Collective Thinking

Printmaking Today, Vol.15, No.2, summer 2006, p.27

Nigel Oxley

Brainscapes
Interrogating the brain

This article is an account of the collaboration between artist Susan Aldworth and master etcher Nigel Oxley to produce a series of images based on the brain. This has been a collaboration over the last six years where Susan and Nigel have been developing different techniques and applying them to her area of research and combined image making.

Brainscapes: Inside the heads of 30 strangers

Each etching is a portrait of a patient who gave Susan Aldworth permission to observe them during neuroradiological procedures. Nigel Oxley talks about the making of them:

“You are now able to portray images that go way beyond mere medical illustration. Looking at the etchings, one senses one is looking at a phenomenon of some kind – consciousness. They look like they’ve made themselves. That’s the great beauty and charm of them. We are really onto something with these plates. Letting white spirit bleed into meths on top of the aquatint produces a perfect representation of a brain haemorrhage. It’s extraordinary – we’re managing to set a haemorrhage in metal… It’s staggering to think that all this has come out of one plate and one etch. The depth and subtlety of it is astonishing. It goes on revealing itself.

Every week you turned up with new drawings inspired by your work at the hospital. You wanted to find a way of working purely in negative line to describe the relationship between the physical brain and the mind. In doing so, you have taken negative line etching further than anybody else I’ve worked with. The exciting thing for me is inventing a new process by taking bits of the old vocabulary and turning it into something else.

I think we were really on to something in those last few plates where we let meths bleed into white spirit on top of the aquatint. We got a completely multi-layered image in one etch. Your drawing skills and the fact that you let the process find its own life are the reasons for the success of the plates. And it didn’t end for me when the day was over. I kept thinking about the work and how we could keep developing.  I sometimes felt a bit thrown when you showed me one of your drawings, but we always managed to come up with a solution through etching. If I’d only seen the finished prints, I would not have known how these plates were made.

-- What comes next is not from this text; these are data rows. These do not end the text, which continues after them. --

//! Ownership and lifecycle of the single worker task.
//!
//! The supervisor is the only component allowed to spawn the worker loop.
//! `start` always tears down any previous worker before spawning a fresh one,
//! which is what keeps the queue single-consumer across restarts.

use std::sync::Arc;

use deckvault_core::{DriveStore, TaskBroker};
use deckvault_events::{Event, EventBus};
use tokio::sync::Mutex;
use tokio::task::JoinHandle;
use tracing::{debug, info};

use crate::worker::{self, WorkerConfig};

/// Observable state of the supervised worker.
#[derive(Debug, Clone, Copy, PartialEq, Eq)]
pub enum WorkerStatus {
    /// The worker task is alive and polling the queue.
    Running,
    /// No worker task exists, or the last one has finished.
    Stopped,
}

impl WorkerStatus {
    /// Stable label for logs and status payloads.
    #[must_use]
    pub const fn as_str(self) -> &'static str {
        match self {
            Self::Running => "running",
            Self::Stopped => "stopped",
        }
    }
}

/// Owns the one worker task and restarts it on demand.
pub struct WorkerSupervisor {
    broker: Arc<dyn TaskBroker>,
    store: Arc<dyn DriveStore>,
    events: EventBus,
    config: WorkerConfig,
    handle: Mutex<Option<JoinHandle<()>>>,
}

impl WorkerSupervisor {
    /// Build a supervisor; no worker runs until `start` is called.
    #[must_use]
    pub fn new(
        broker: Arc<dyn TaskBroker>,
        store: Arc<dyn DriveStore>,
        events: EventBus,
        config: WorkerConfig,
    ) -> Self {
        Self {
            broker,
            store,
            events,
            config,
            handle: Mutex::new(None),
        }
    }

    /// Start the worker, replacing any previous instance.
    ///
    /// The old worker is aborted and awaited before the new one spawns, so
    /// at no point do two loops consume the queue.
    pub async fn start(&self) {
        let mut slot = self.handle.lock().await;
        if let Some(previous) = slot.take() {
            previous.abort();
            // Abort only requests cancellation; wait for the task to finish
            // so the old loop cannot still hold a claimed task.
            let _ = previous.await;
            debug!("replaced a previous worker instance");
        }
        let handle = worker::spawn(
            Arc::clone(&self.broker),
            Arc::clone(&self.store),
            self.events.clone(),
            self.config,
        );
        *slot = Some(handle);
        self.events.publish(Event::WorkerStarted);
        info!("organizer worker started");
    }

    /// Stop the worker if one is running. Returns whether a worker was
    /// actually torn down; calling this with no worker is a no-op.
    pub async fn stop(&self) -> bool {
        let mut slot = self.handle.lock().await;
        let Some(handle) = slot.take() else {
            debug!("no worker to stop");
            return false;
        };
        handle.abort();
        // Wait for the abort to land so a follow-up start cannot overlap.
        let _ = handle.await;
        self.events.publish(Event::WorkerStopped);
        info!("organizer worker stopped");
        true
    }

    /// Current status of the supervised worker.
    pub async fn status(&self) -> WorkerStatus {
        let slot = self.handle.lock().await;
        match slot.as_ref() {
            Some(handle) if !handle.is_finished() => WorkerStatus::Running,
            _ => WorkerStatus::Stopped,
        }
    }
}
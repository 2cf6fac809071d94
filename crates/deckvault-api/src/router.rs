//! Router assembly and the serve loop.

use std::net::SocketAddr;
use std::time::Duration;

use anyhow::{Context, Result};
use axum::Router;
use axum::extract::DefaultBodyLimit;
use axum::http::Request;
use axum::response::Response;
use axum::routing::{get, post};
use tokio::net::TcpListener;
use tower::ServiceBuilder;
use tower_http::cors::CorsLayer;
use tower_http::trace::TraceLayer;
use tracing::{Span, info};

use crate::health::health;
use crate::state::ApiState;
use crate::upload::upload;

/// Presentations top out well under this; anything larger is a client bug.
const MAX_UPLOAD_BYTES: usize = 100 * 1024 * 1024;

/// The assembled HTTP intake server.
pub struct ApiServer {
    router: Router,
}

impl ApiServer {
    /// Wire the routes over the shared state.
    #[must_use]
    pub fn new(state: ApiState) -> Self {
        let trace_layer = TraceLayer::new_for_http()
            .make_span_with(|request: &Request<_>| {
                tracing::info_span!(
                    "http.request",
                    method = %request.method(),
                    route = %request.uri().path(),
                    status_code = tracing::field::Empty,
                    latency_ms = tracing::field::Empty
                )
            })
            .on_response(|response: &Response, latency: Duration, span: &Span| {
                span.record("status_code", response.status().as_u16());
                let latency_ms = u64::try_from(latency.as_millis()).unwrap_or(u64::MAX);
                span.record("latency_ms", latency_ms);
            });

        let router = Router::new()
            .route("/upload", post(upload))
            .route("/health", get(health))
            .layer(
                ServiceBuilder::new()
                    .layer(trace_layer)
                    .layer(CorsLayer::permissive()),
            )
            .layer(DefaultBodyLimit::max(MAX_UPLOAD_BYTES))
            .with_state(state);

        Self { router }
    }

    /// Router handle, used directly by in-process tests.
    #[must_use]
    pub fn router(&self) -> Router {
        self.router.clone()
    }

    /// Bind `addr` and serve until the process is torn down.
    ///
    /// # Errors
    ///
    /// Returns an error if the listener cannot bind or the server fails.
    pub async fn serve(self, addr: SocketAddr) -> Result<()> {
        let listener = TcpListener::bind(addr)
            .await
            .with_context(|| format!("failed to bind intake listener on {addr}"))?;
        info!(%addr, "intake api listening");
        axum::serve(listener, self.router.into_make_service())
            .await
            .context("intake api server terminated unexpectedly")?;
        Ok(())
    }
}

#[cfg(test)]
mod tests {
    use super::*;
    use crate::upload::{UPLOAD_REJECTED_MESSAGE, UPLOAD_SUCCESS_MESSAGE};
    use axum::body::Body;
    use axum::http::{StatusCode, header};
    use deckvault_core::TaskKind;
    use deckvault_drive::testing::{MemoryBroker, StubDriveStore};
    use deckvault_drive::{WorkerConfig, WorkerSupervisor};
    use deckvault_events::EventBus;
    use http_body_util::BodyExt;
    use std::sync::Arc;
    use tower::ServiceExt;

    const BOUNDARY: &str = "deckvault-test-boundary";

    struct Harness {
        router: Router,
        store: Arc<StubDriveStore>,
        broker: Arc<MemoryBroker>,
    }

    fn harness() -> Harness {
        let store = Arc::new(StubDriveStore::default());
        let broker = Arc::new(MemoryBroker::default());
        let events = EventBus::new();
        let supervisor = Arc::new(WorkerSupervisor::new(
            broker.clone(),
            store.clone(),
            events,
            WorkerConfig::default(),
        ));
        let state = ApiState::new(store.clone(), broker.clone(), supervisor);
        Harness {
            router: ApiServer::new(state).router(),
            store,
            broker,
        }
    }

    fn text_part(name: &str, value: &str) -> String {
        format!(
            "--{BOUNDARY}\r\nContent-Disposition: form-data; name=\"{name}\"\r\n\r\n{value}\r\n"
        )
    }

    fn file_part(name: &str, file_name: &str, payload: &[u8]) -> Vec<u8> {
        let mut part = format!(
            "--{BOUNDARY}\r\nContent-Disposition: form-data; name=\"{name}\"; \
             filename=\"{file_name}\"\r\nContent-Type: application/octet-stream\r\n\r\n"
        )
        .into_bytes();
        part.extend_from_slice(payload);
        part.extend_from_slice(b"\r\n");
        part
    }

    fn multipart_request(parts: Vec<Vec<u8>>) -> axum::http::Request<Body> {
        let mut body = Vec::new();
        for part in parts {
            body.extend_from_slice(&part);
        }
        body.extend_from_slice(format!("--{BOUNDARY}--\r\n").as_bytes());
        axum::http::Request::builder()
            .method("POST")
            .uri("/upload")
            .header(
                header::CONTENT_TYPE,
                format!("multipart/form-data; boundary={BOUNDARY}"),
            )
            .body(Body::from(body))
            .expect("request")
    }

    async fn json_body(response: axum::response::Response) -> serde_json::Value {
        let bytes = response
            .into_body()
            .collect()
            .await
            .expect("body")
            .to_bytes();
        serde_json::from_slice(&bytes).expect("json body")
    }

    #[tokio::test]
    async fn upload_organizes_inline_and_reports_success() {
        let harness = harness();
        let request = multipart_request(vec![
            file_part("ppt_file", "deck.pptx", b"slides"),
            text_part("parent_folder_id", "F123").into_bytes(),
        ]);

        let response = harness.router.oneshot(request).await.expect("response");
        assert_eq!(response.status(), StatusCode::OK);
        let body = json_body(response).await;
        assert_eq!(body["message"], UPLOAD_SUCCESS_MESSAGE);

        let calls = harness.store.calls();
        assert_eq!(calls.len(), 1);
        assert_eq!(calls[0].kind, TaskKind::OrganizeFile);
        assert_eq!(calls[0].destination_folder_id, "F123");
        assert_eq!(calls[0].file_name.as_deref(), Some("deck.pptx"));
    }

    #[tokio::test]
    async fn upload_without_a_file_is_rejected_with_the_caller_message() {
        let harness = harness();
        let request =
            multipart_request(vec![text_part("parent_folder_id", "F123").into_bytes()]);

        let response = harness.router.oneshot(request).await.expect("response");
        assert_eq!(response.status(), StatusCode::BAD_REQUEST);
        let body = json_body(response).await;
        assert_eq!(body["error"], UPLOAD_REJECTED_MESSAGE);
        assert!(harness.store.calls().is_empty());
    }

    #[tokio::test]
    async fn upload_with_a_blank_folder_id_is_rejected() {
        let harness = harness();
        let request = multipart_request(vec![
            file_part("ppt_file", "deck.pptx", b"slides"),
            text_part("parent_folder_id", "   ").into_bytes(),
        ]);

        let response = harness.router.oneshot(request).await.expect("response");
        assert_eq!(response.status(), StatusCode::BAD_REQUEST);
        let body = json_body(response).await;
        assert_eq!(body["error"], UPLOAD_REJECTED_MESSAGE);
    }

    #[tokio::test]
    async fn drive_rejection_surfaces_as_bad_gateway_with_detail() {
        let harness = harness();
        harness
            .store
            .reject_destination("F404", "destination folder does not exist");
        let request = multipart_request(vec![
            file_part("ppt_file", "deck.pptx", b"slides"),
            text_part("parent_folder_id", "F404").into_bytes(),
        ]);

        let response = harness.router.oneshot(request).await.expect("response");
        assert_eq!(response.status(), StatusCode::BAD_GATEWAY);
        let body = json_body(response).await;
        assert_eq!(body["error"], "destination folder does not exist");
    }

    #[tokio::test]
    async fn health_reports_ok_when_the_queue_responds() {
        let harness = harness();
        let request = axum::http::Request::builder()
            .uri("/health")
            .body(Body::empty())
            .expect("request");

        let response = harness.router.oneshot(request).await.expect("response");
        assert_eq!(response.status(), StatusCode::OK);
        let body = json_body(response).await;
        assert_eq!(body["status"], "ok");
        assert_eq!(body["worker"], "stopped");
        assert_eq!(body["pending_tasks"], 0);
    }

    #[tokio::test]
    async fn health_degrades_when_the_queue_is_unreachable() {
        let harness = harness();
        harness.broker.set_ping_failure(true);
        let request = axum::http::Request::builder()
            .uri("/health")
            .body(Body::empty())
            .expect("request");

        let response = harness.router.oneshot(request).await.expect("response");
        assert_eq!(response.status(), StatusCode::SERVICE_UNAVAILABLE);
        let body = json_body(response).await;
        assert_eq!(body["status"], "degraded");
        assert_eq!(body["queue_reachable"], false);
    }
}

There is a lot of separate imagery and mark-making going on in your work. Your visual language is broad enough to take manipulation and remain fresh. Etching is a very generous medium and the key to a good set of prints is having a successful personal graphic language.”

Nigel Oxley, Master etcher

SUSAN ALDWORTH on BRAINSCAPE etchings

I had been working on location at in the neuoradiology department at the Royal London Hospital for a couple of years and had produced hundreds of drawings. Two significant things happened in 2005. I received an arts council grant to develop work for the exhibition Matter into Imagination, and I also was appointed Artist in Residence in the Print Room at London Metropolitan University where I am now Visiting Research Fellow. 

The Royal London Hospital and The Print Room at London Metropolitan University are on the same street which meant that I could draw on location at the hospital in the mornings and go straight into the etching studio at the university in the afternoon. This was very important to the integrity and dynamism of the work. The drawings were transferred quickly and freehand from sketchbook to etching plate whilst I still had the emotional fallout of the hospital experience in my mind. In the print room I worked with master etcher Nigel Oxley who had previously worked with Jim Dine, Lis Frink and John Hoyland at White Ink and Kelpra Studios. We had an immediate rapport. Etching is a highly chemical process and proved to be an exciting medium to pursue my ideas about consciousness.

We invented a radical way of working which used negative or white line rather than the traditional black line of etching to reflect the negative photographic qualities of brain scans and x-rays. It also gives a sense of seeing below the surface. We set the white lines against rich tonal aquatints to bring light shining back into the pictures to suggest the self of each patient. We experimented with using chemical reactions on the surface of the plate to mirror chemical activity in the brain.

The first series of print were called  Brainscapes: Inside the heads of  30 strangers. They are a series of portraits of the patients I had drawn on the operating table – as intimate as an artist could get – made from looking into the very being of each person, extraordinarily intimate portraits of their minds in action. Making these etchings with Nigel was a serious methodical adventure – one we went on to repeat many times in the future.